• _Your assignment_:
Below are the records; give again exactly the line with "use diesel::dsl::count_star;", the line with "use crate::domain::ports::CategoryRepository;", and each line that lies between them, and nothing besides.

================================

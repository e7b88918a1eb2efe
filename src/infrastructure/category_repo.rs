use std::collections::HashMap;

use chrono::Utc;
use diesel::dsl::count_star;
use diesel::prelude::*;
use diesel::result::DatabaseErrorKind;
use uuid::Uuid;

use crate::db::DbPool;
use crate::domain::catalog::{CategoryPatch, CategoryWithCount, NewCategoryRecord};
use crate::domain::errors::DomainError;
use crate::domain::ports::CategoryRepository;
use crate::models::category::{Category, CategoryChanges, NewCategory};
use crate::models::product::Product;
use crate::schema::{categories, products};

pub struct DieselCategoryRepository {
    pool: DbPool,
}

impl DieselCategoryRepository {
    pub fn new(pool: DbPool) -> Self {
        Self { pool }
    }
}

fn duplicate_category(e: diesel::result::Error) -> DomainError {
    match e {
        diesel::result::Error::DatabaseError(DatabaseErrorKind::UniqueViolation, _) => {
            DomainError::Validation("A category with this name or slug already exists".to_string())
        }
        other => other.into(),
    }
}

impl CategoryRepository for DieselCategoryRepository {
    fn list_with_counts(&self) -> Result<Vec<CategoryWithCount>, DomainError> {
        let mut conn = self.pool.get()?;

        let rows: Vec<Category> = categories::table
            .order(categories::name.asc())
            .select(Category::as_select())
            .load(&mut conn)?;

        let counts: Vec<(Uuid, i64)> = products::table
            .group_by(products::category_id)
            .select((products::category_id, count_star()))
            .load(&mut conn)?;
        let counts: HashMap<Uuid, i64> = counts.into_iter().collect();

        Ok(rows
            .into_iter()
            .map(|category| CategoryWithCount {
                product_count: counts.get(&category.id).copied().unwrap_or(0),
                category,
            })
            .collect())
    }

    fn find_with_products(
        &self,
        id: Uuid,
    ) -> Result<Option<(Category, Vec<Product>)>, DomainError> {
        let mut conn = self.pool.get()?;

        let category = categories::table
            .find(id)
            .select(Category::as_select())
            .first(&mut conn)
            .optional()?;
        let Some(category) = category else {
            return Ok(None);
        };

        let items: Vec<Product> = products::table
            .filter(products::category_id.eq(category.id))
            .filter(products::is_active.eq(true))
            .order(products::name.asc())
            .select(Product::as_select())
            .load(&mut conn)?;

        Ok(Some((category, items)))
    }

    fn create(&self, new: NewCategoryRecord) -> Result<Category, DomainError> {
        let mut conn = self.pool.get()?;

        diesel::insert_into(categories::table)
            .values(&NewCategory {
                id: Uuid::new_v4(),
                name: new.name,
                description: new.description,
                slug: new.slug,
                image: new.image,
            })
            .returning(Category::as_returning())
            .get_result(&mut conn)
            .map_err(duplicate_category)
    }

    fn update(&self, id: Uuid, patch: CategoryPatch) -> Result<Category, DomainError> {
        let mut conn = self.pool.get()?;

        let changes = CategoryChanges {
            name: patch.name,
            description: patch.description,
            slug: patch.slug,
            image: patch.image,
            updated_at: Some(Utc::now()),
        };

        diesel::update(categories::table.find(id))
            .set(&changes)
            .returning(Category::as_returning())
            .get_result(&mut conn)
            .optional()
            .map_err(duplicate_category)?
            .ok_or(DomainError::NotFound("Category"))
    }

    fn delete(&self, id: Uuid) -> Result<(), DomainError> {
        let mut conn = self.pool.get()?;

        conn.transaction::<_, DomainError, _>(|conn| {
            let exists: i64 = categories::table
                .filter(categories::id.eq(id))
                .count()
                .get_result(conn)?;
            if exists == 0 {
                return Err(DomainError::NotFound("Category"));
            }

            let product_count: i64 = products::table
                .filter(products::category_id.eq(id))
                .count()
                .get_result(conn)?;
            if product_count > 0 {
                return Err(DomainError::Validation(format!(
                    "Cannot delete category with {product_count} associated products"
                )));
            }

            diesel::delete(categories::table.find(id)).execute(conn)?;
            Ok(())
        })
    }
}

================================

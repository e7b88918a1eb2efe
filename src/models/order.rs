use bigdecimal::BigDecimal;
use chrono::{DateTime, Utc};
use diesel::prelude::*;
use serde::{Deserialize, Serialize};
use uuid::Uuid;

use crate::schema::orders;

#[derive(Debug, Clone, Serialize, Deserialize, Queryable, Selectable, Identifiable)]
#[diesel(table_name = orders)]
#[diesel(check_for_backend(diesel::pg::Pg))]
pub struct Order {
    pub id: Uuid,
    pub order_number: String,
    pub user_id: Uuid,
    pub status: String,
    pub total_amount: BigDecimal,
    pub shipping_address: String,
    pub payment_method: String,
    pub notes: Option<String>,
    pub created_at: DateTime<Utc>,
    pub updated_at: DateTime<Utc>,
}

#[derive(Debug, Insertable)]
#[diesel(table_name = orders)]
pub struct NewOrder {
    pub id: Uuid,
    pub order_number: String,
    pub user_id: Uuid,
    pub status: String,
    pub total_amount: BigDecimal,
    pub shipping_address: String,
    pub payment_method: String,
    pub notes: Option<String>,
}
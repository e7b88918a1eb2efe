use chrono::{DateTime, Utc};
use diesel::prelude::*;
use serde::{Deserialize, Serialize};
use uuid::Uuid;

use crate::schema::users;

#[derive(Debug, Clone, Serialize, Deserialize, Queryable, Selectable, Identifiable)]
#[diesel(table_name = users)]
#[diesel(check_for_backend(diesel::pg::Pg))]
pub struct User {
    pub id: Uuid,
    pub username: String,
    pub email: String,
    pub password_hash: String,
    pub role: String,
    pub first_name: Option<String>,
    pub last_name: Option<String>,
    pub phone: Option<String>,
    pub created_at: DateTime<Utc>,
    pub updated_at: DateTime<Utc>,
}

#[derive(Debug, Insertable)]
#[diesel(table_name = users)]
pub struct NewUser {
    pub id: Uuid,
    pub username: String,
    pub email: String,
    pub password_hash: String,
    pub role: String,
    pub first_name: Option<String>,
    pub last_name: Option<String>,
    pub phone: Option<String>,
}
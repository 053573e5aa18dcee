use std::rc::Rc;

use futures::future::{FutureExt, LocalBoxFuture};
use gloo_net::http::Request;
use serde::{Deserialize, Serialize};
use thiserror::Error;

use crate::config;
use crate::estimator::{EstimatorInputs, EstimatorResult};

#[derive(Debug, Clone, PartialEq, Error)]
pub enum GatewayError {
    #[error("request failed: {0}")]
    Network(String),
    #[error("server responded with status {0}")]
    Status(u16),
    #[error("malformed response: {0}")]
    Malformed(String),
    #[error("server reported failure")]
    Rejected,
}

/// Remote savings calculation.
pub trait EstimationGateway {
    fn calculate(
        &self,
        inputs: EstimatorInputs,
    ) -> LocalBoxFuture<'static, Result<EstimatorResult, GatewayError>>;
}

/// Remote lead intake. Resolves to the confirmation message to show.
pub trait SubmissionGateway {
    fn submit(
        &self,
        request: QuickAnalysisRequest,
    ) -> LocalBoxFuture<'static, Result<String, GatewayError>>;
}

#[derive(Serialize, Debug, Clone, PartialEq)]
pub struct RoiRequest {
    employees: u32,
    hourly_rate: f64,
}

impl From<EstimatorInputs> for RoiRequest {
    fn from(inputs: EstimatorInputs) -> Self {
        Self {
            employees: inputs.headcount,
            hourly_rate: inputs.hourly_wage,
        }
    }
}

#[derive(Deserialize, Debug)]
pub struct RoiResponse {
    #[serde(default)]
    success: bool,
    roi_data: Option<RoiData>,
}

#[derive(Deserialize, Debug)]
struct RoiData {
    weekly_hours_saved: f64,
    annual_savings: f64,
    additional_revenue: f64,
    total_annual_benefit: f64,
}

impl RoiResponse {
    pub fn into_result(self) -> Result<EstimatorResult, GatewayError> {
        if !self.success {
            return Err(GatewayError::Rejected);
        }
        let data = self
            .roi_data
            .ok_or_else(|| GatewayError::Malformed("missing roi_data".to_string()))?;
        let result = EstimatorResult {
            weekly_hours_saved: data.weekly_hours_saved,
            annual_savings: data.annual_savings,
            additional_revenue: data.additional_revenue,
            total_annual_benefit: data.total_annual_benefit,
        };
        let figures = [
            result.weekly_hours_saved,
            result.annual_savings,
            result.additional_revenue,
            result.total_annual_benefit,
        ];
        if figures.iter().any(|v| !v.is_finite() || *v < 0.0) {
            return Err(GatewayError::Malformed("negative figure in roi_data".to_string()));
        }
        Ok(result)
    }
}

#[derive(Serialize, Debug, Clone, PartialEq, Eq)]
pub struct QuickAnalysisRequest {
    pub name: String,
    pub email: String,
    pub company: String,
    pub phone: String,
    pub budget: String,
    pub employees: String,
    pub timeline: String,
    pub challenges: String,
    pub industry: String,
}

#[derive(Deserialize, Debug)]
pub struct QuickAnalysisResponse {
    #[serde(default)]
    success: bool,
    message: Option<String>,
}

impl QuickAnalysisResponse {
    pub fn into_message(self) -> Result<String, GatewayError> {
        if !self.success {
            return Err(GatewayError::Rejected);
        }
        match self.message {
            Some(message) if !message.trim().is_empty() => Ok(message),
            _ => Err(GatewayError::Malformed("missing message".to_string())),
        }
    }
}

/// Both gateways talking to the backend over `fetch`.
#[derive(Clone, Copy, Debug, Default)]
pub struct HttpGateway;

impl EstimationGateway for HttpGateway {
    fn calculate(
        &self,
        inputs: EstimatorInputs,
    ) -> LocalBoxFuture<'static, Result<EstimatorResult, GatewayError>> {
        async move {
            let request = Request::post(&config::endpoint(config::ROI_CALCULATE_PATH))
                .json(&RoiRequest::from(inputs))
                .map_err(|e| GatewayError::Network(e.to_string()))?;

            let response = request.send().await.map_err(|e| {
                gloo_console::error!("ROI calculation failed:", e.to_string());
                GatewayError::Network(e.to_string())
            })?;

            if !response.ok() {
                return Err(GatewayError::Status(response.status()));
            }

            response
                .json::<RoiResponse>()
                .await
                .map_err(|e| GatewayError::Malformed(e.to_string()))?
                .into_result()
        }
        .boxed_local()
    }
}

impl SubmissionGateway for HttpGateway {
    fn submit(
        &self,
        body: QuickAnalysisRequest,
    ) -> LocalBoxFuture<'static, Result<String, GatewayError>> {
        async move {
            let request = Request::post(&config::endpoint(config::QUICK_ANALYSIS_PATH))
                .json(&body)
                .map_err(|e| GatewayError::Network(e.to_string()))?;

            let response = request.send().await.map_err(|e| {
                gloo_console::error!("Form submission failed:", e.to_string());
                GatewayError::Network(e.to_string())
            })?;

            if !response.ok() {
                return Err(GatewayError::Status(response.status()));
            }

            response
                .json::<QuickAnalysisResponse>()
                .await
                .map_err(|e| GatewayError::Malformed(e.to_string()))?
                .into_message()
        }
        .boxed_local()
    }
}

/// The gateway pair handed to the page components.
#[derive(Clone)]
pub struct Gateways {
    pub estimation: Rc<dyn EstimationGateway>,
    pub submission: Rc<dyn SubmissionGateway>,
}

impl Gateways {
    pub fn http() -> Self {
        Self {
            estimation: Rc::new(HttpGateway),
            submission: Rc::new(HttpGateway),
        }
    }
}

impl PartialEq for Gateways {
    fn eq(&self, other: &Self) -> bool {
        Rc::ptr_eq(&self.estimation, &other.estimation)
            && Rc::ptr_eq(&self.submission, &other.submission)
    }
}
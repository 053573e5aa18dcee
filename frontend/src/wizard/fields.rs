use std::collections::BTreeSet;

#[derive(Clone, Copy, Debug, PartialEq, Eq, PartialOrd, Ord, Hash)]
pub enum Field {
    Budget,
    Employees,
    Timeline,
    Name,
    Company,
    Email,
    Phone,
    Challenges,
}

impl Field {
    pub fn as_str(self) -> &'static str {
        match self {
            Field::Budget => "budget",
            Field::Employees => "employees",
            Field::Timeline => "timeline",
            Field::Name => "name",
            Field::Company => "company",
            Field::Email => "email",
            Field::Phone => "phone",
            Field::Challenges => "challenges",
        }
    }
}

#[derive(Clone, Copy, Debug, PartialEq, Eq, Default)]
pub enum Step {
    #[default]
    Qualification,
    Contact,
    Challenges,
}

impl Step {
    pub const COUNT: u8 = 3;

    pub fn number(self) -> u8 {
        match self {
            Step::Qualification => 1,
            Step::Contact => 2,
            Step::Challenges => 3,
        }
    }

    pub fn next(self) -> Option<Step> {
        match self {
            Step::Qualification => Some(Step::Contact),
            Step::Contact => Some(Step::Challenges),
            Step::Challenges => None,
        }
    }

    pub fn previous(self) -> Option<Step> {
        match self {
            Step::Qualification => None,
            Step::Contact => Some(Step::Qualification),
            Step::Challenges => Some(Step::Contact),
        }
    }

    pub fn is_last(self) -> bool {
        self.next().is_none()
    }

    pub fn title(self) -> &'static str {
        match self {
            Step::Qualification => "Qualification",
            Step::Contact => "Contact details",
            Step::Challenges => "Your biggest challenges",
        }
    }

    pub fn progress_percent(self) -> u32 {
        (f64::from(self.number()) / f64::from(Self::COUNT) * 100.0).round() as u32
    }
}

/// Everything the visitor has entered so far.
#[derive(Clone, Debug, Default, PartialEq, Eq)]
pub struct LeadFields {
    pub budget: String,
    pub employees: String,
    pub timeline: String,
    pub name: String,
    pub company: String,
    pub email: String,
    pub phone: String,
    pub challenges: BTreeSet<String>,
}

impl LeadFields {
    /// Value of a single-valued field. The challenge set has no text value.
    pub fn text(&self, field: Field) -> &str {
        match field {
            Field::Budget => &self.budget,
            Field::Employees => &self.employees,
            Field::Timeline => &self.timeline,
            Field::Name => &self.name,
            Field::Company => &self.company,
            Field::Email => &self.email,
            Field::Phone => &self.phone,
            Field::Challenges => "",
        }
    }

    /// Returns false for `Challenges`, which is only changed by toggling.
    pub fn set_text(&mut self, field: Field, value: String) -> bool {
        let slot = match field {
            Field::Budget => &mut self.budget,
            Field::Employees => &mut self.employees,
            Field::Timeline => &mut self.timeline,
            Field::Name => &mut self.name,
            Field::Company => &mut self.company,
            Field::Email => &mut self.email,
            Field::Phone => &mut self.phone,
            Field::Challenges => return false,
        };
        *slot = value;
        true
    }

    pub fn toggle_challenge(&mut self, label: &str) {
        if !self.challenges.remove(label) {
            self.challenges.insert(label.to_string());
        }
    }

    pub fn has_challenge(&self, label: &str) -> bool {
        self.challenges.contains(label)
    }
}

================================

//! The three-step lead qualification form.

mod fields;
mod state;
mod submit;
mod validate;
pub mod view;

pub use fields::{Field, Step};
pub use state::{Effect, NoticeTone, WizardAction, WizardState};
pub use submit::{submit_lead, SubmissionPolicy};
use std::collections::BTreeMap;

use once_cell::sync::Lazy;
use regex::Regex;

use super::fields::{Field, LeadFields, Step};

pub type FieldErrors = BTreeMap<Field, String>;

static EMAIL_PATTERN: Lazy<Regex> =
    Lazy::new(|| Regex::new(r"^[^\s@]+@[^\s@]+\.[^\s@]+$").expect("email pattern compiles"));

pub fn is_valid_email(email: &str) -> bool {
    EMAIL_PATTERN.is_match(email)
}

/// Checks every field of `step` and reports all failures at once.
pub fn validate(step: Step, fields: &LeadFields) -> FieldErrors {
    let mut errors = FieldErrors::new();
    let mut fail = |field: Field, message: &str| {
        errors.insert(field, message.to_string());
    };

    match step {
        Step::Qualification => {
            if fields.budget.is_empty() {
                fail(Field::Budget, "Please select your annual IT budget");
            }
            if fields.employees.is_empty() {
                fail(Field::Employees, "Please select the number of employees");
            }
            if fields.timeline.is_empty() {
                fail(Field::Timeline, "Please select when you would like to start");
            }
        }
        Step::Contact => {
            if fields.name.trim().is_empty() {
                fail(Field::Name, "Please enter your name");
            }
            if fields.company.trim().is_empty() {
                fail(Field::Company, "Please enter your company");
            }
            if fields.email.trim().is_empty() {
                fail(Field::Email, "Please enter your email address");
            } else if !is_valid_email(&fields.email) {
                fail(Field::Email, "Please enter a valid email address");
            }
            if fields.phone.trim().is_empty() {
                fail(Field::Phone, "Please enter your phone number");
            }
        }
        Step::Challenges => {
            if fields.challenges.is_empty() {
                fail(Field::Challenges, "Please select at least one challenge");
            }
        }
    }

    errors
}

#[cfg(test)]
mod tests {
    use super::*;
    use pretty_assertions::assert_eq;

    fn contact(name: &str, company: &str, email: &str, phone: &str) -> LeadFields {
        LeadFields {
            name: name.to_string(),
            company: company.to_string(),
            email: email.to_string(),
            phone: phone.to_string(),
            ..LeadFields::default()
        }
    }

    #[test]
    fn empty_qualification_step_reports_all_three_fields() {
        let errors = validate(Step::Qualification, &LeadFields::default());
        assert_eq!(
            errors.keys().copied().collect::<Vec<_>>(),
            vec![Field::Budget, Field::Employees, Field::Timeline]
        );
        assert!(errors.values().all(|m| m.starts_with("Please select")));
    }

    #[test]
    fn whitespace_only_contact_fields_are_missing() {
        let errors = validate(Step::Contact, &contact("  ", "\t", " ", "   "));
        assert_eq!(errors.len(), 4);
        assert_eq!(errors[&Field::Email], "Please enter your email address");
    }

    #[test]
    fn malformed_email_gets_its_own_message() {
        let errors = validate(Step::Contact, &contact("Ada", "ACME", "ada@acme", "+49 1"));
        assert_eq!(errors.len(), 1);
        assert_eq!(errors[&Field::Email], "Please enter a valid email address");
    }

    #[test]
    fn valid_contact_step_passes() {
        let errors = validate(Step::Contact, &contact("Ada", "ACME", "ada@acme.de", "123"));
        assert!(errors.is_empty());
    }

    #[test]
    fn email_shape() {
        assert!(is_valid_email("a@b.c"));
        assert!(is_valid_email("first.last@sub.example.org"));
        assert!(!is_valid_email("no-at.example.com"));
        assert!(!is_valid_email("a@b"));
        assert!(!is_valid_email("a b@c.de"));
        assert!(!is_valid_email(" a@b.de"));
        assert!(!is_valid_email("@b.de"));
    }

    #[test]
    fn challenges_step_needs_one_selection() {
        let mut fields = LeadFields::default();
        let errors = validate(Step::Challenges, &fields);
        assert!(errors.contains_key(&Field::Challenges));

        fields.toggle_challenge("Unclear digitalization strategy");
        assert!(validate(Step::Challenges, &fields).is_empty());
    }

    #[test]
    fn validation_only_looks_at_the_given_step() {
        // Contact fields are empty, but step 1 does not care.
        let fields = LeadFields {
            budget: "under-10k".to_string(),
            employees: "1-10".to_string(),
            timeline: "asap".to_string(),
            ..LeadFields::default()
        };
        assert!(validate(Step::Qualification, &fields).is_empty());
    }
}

================================

• _Solution_:
use diesel::dsl::count_star;
use diesel::prelude::*;
use diesel::result::DatabaseErrorKind;
use uuid::Uuid;

use crate::db::DbPool;
use crate::domain::catalog::{CategoryPatch, CategoryWithCount, NewCategoryRecord};
use crate::domain::errors::DomainError;
use crate::domain::ports::CategoryRepository;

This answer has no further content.